Data provided:
*-*-*
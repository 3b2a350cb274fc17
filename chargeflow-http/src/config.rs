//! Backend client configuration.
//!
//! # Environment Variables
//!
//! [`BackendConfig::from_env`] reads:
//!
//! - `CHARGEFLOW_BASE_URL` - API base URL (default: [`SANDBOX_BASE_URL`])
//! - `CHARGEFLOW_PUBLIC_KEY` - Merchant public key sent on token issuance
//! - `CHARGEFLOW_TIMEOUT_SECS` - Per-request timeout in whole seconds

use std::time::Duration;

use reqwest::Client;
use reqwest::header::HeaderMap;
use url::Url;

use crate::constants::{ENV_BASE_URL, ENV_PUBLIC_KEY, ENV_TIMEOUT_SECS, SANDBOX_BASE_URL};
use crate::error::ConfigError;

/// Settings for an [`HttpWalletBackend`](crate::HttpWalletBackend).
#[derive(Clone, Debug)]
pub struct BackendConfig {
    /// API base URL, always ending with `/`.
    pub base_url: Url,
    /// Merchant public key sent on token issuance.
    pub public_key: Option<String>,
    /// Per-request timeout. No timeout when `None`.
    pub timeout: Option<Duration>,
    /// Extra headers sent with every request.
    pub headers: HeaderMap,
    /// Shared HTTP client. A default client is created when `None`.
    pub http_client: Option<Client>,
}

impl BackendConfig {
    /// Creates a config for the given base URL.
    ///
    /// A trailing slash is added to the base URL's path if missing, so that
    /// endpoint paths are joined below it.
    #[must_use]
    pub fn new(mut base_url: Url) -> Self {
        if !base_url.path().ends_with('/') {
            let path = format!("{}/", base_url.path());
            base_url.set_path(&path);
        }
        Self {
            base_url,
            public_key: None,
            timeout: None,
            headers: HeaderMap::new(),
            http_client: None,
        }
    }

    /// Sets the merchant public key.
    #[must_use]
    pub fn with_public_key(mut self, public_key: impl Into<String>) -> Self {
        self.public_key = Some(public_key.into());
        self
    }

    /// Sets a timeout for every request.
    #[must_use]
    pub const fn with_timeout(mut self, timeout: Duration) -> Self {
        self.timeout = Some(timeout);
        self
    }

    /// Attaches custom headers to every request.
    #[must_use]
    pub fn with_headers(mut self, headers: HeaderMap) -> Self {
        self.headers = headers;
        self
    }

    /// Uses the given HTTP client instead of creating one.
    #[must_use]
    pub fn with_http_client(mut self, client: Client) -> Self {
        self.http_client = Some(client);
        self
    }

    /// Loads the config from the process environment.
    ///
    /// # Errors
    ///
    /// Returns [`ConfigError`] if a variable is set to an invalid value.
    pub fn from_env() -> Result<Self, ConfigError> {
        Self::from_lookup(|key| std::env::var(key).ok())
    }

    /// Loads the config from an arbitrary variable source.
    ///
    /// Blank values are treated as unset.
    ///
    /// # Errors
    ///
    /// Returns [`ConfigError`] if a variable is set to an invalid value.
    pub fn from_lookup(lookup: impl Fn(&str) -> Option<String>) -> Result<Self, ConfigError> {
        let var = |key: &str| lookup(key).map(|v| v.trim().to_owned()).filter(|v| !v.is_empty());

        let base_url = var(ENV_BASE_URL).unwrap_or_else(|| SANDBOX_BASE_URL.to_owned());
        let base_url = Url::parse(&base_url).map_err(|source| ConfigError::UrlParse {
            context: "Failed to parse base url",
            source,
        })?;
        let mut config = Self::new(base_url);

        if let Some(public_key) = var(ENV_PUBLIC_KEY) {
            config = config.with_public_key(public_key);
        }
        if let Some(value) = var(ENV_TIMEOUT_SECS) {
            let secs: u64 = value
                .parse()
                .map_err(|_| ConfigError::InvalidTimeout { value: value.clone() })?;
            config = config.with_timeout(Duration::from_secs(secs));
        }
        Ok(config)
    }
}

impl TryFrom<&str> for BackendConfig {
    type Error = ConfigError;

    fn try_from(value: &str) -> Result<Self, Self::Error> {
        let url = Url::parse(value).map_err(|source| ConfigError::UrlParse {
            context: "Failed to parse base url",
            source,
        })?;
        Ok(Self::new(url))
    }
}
*-*-*
From the listing above, the lines starting with the one that has "# Environment Variables" and running through the one that has "with every request." should be copied exactly, ends included.

Solution to the problem:
//! # Environment Variables
//!
//! [`BackendConfig::from_env`] reads:
//!
//! - `CHARGEFLOW_BASE_URL` - API base URL (default: [`SANDBOX_BASE_URL`])
//! - `CHARGEFLOW_PUBLIC_KEY` - Merchant public key sent on token issuance
//! - `CHARGEFLOW_TIMEOUT_SECS` - Per-request timeout in whole seconds

use std::time::Duration;

use reqwest::Client;
use reqwest::header::HeaderMap;
use url::Url;

use crate::constants::{ENV_BASE_URL, ENV_PUBLIC_KEY, ENV_TIMEOUT_SECS, SANDBOX_BASE_URL};
use crate::error::ConfigError;

/// Settings for an [`HttpWalletBackend`](crate::HttpWalletBackend).
#[derive(Clone, Debug)]
pub struct BackendConfig {
    /// API base URL, always ending with `/`.
    pub base_url: Url,
    /// Merchant public key sent on token issuance.
    pub public_key: Option<String>,
    /// Per-request timeout. No timeout when `None`.
    pub timeout: Option<Duration>,
    /// Extra headers sent with every request.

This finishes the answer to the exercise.